* [The task]:
Only lines with the string "today" should be returned from the data below.

··· Excerpted data ···

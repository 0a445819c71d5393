//! Backstop service
//!
//! Manages threshold rules and evaluates them against the live ledger.
//! Evaluation is read-only: it observes the aggregated hierarchy and the
//! project totals, classifies each rule as reached or not, and never touches
//! ledger or schedule state.

use chrono::NaiveDate;

use crate::audit::EntityType;
use crate::error::{CostbookError, CostbookResult};
use crate::models::{
    Backstop, BackstopScope, CostCode, Hierarchy, ItemLineNode, Money, Project, Severity,
    Threshold, ThresholdDirection,
};
use crate::services::aggregation::{self, ProjectTotals};
use crate::storage::Storage;

/// Service for backstop management and evaluation
pub struct BackstopService<'a> {
    storage: &'a Storage,
}

/// Input for defining a backstop
#[derive(Debug, Clone)]
pub struct NewBackstop {
    pub scope: BackstopScope,
    pub threshold: Threshold,
    pub severity: Severity,
    pub note: Option<String>,
}

/// One rule evaluated against the current ledger
#[derive(Debug, Clone)]
pub struct BackstopEvaluation {
    pub backstop: Backstop,
    pub reached: bool,
    pub observation: Observation,
}

/// The figure a rule was compared against
#[derive(Debug, Clone, Copy, PartialEq, Eq)]
pub enum Observation {
    /// Observed money figure against an amount limit
    Amount {
        observed: Money,
        limit: Money,
        floor: bool,
    },
    /// Observed ratio in basis points; None when the denominator is zero
    Percentage {
        observed_bps: Option<i64>,
        limit_bps: i64,
        direction: ThresholdDirection,
    },
    /// A deadline on an item's completion
    Deadline {
        deadline: NaiveDate,
        completed: bool,
    },
}

/// Result of evaluating every backstop on a project
#[derive(Debug, Clone)]
pub struct BackstopReport {
    pub project: Project,
    pub as_of: NaiveDate,
    /// Worst severity first (repository order)
    pub evaluations: Vec<BackstopEvaluation>,
    /// Rules whose watched node no longer exists
    pub stale: Vec<Backstop>,
}

impl BackstopReport {
    /// The evaluations whose threshold has been reached
    pub fn reached(&self) -> Vec<&BackstopEvaluation> {
        self.evaluations.iter().filter(|e| e.reached).collect()
    }

    /// How many rules have been reached
    pub fn reached_count(&self) -> usize {
        self.evaluations.iter().filter(|e| e.reached).count()
    }

    /// How many reached rules carry the given severity
    pub fn reached_with(&self, severity: Severity) -> usize {
        self.evaluations
            .iter()
            .filter(|e| e.reached && e.backstop.severity == severity)
            .count()
    }

    /// Worst severity among the reached rules
    pub fn highest_reached(&self) -> Option<Severity> {
        self.evaluations
            .iter()
            .filter(|e| e.reached)
            .map(|e| e.backstop.severity)
            .min()
    }
}

impl<'a> BackstopService<'a> {
    /// Create a new backstop service
    pub fn new(storage: &'a Storage) -> Self {
        Self { storage }
    }

    fn find_project(&self, project: &str) -> CostbookResult<Project> {
        self.storage
            .projects
            .find(project)?
            .ok_or_else(|| CostbookError::project_not_found(project))
    }

    /// Define a backstop on a project
    pub fn create(&self, project: &str, input: NewBackstop) -> CostbookResult<Backstop> {
        let project = self.find_project(project)?;

        if let Some(code) = input.scope.code() {
            let hierarchy = self.storage.ledgers.get_required(project.id)?;
            let node = hierarchy
                .get(code)
                .ok_or_else(|| CostbookError::item_line_not_found(code.to_string()))?;

            match input.scope {
                BackstopScope::ItemLine { .. } if node.is_category => {
                    return Err(CostbookError::Validation(format!(
                        "{} is a category; an item-line backstop watches a vendor line",
                        code
                    )));
                }
                BackstopScope::Objective { .. } if !node.is_category => {
                    return Err(CostbookError::Validation(format!(
                        "{} is a vendor line; an objective backstop watches a category",
                        code
                    )));
                }
                _ => {}
            }
        }

        let mut backstop = Backstop::new(project.id, input.scope, input.threshold, input.severity);
        if let Some(note) = input.note {
            backstop = backstop.with_note(note.trim());
        }

        backstop
            .validate()
            .map_err(|e| CostbookError::Validation(e.to_string()))?;

        self.storage.backstops.upsert(backstop.clone())?;
        self.storage.backstops.save()?;

        self.storage.log_create(
            EntityType::Backstop,
            backstop.id.to_string(),
            Some(backstop.to_string()),
            &backstop,
        )?;

        Ok(backstop)
    }

    /// All backstops on a project, worst severity first
    pub fn list(&self, project: &str) -> CostbookResult<Vec<Backstop>> {
        let project = self.find_project(project)?;
        self.storage.backstops.for_project(project.id)
    }

    /// Remove a backstop by id or unambiguous id prefix
    pub fn remove(&self, project: &str, id: &str) -> CostbookResult<Backstop> {
        let project = self.find_project(project)?;
        let query = id.trim();
        if query.is_empty() {
            return Err(CostbookError::Validation(
                "Backstop id cannot be empty".into(),
            ));
        }

        let backstops = self.storage.backstops.for_project(project.id)?;
        let mut matches = backstops.into_iter().filter(|b| {
            b.id.to_string().starts_with(query) || b.id.as_uuid().to_string().starts_with(query)
        });

        let backstop = match (matches.next(), matches.next()) {
            (None, _) => return Err(CostbookError::backstop_not_found(query)),
            (Some(found), None) => found,
            (Some(_), Some(_)) => {
                return Err(CostbookError::Validation(format!(
                    "Backstop id '{}' matches more than one rule",
                    query
                )))
            }
        };

        self.storage.backstops.delete(backstop.id)?;
        self.storage.backstops.save()?;

        self.storage.log_delete(
            EntityType::Backstop,
            backstop.id.to_string(),
            Some(backstop.to_string()),
            &backstop,
        )?;

        Ok(backstop)
    }

    /// Evaluate every backstop on a project against the ledger as of a day
    pub fn evaluate(&self, project: &str, today: NaiveDate) -> CostbookResult<BackstopReport> {
        let project = self.find_project(project)?;
        let hierarchy = self.storage.ledgers.get_required(project.id)?;
        let totals = aggregation::project_totals(&hierarchy);
        let backstops = self.storage.backstops.for_project(project.id)?;

        let mut evaluations = Vec::new();
        let mut stale = Vec::new();
        for backstop in backstops {
            match evaluate_one(&backstop, &hierarchy, &totals, today) {
                Some(evaluation) => evaluations.push(evaluation),
                None => stale.push(backstop),
            }
        }

        Ok(BackstopReport {
            project,
            as_of: today,
            evaluations,
            stale,
        })
    }
}

/// Evaluate one rule; None when the rule cannot be evaluated (its node is
/// gone, or a stored definition mixes a date with a project scope)
fn evaluate_one(
    backstop: &Backstop,
    hierarchy: &Hierarchy,
    totals: &ProjectTotals,
    today: NaiveDate,
) -> Option<BackstopEvaluation> {
    match backstop.scope.code() {
        Some(code) => {
            let node = hierarchy.get(code)?;
            Some(evaluate_node(backstop, node, today))
        }
        None => evaluate_project_wide(backstop, totals),
    }
}

/// Node scopes: amount and percentage thresholds are ceilings on the cost
/// side; date thresholds watch the completion flag.
fn evaluate_node(backstop: &Backstop, node: &ItemLineNode, today: NaiveDate) -> BackstopEvaluation {
    let (reached, observation) = match backstop.threshold {
        Threshold::Amount { amount } => {
            let observed = node.actual_cost;
            (
                observed >= amount,
                Observation::Amount {
                    observed,
                    limit: amount,
                    floor: false,
                },
            )
        }
        Threshold::Date { date } => (
            today > date && !node.is_completed,
            Observation::Deadline {
                deadline: date,
                completed: node.is_completed,
            },
        ),
        Threshold::Percentage {
            limit_bps,
            direction,
        } => {
            let observed_bps = node.actual_cost.ratio_bps(node.estimated_cost);
            (
                percentage_reached(observed_bps, limit_bps, direction),
                Observation::Percentage {
                    observed_bps,
                    limit_bps,
                    direction,
                },
            )
        }
    };

    BackstopEvaluation {
        backstop: backstop.clone(),
        reached,
        observation,
    }
}

/// Project scopes: amounts are floors on profit or net cash; percentages
/// compare the margin or cash-flow coverage ratio.
fn evaluate_project_wide(backstop: &Backstop, totals: &ProjectTotals) -> Option<BackstopEvaluation> {
    let (reached, observation) = match (&backstop.scope, backstop.threshold.clone()) {
        (BackstopScope::ProjectProfit, Threshold::Amount { amount }) => {
            let observed = totals.actual_profit();
            (
                observed <= amount,
                Observation::Amount {
                    observed,
                    limit: amount,
                    floor: true,
                },
            )
        }
        (BackstopScope::ProjectedCashflow, Threshold::Amount { amount }) => {
            let observed = totals.net_cash();
            (
                observed <= amount,
                Observation::Amount {
                    observed,
                    limit: amount,
                    floor: true,
                },
            )
        }
        (
            BackstopScope::ProjectProfit,
            Threshold::Percentage {
                limit_bps,
                direction,
            },
        ) => {
            let observed_bps = totals.margin_bps();
            (
                percentage_reached(observed_bps, limit_bps, direction),
                Observation::Percentage {
                    observed_bps,
                    limit_bps,
                    direction,
                },
            )
        }
        (
            BackstopScope::ProjectedCashflow,
            Threshold::Percentage {
                limit_bps,
                direction,
            },
        ) => {
            let observed_bps = totals.cash_coverage_bps();
            (
                percentage_reached(observed_bps, limit_bps, direction),
                Observation::Percentage {
                    observed_bps,
                    limit_bps,
                    direction,
                },
            )
        }
        _ => return None,
    };

    Some(BackstopEvaluation {
        backstop: backstop.clone(),
        reached,
        observation,
    })
}

/// A ratio with no denominator yet cannot breach in either direction
fn percentage_reached(
    observed_bps: Option<i64>,
    limit_bps: i64,
    direction: ThresholdDirection,
) -> bool {
    match observed_bps {
        Some(bps) => match direction {
            ThresholdDirection::RisesAbove => bps >= limit_bps,
            ThresholdDirection::FallsBelow => bps <= limit_bps,
        },
        None => false,
    }
}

···

* [Answer space]:
    pub fn evaluate(&self, project: &str, today: NaiveDate) -> CostbookResult<BackstopReport> {
            match evaluate_one(&backstop, &hierarchy, &totals, today) {
            as_of: today,
    today: NaiveDate,
            Some(evaluate_node(backstop, node, today))
fn evaluate_node(backstop: &Backstop, node: &ItemLineNode, today: NaiveDate) -> BackstopEvaluation {
            today > date && !node.is_completed,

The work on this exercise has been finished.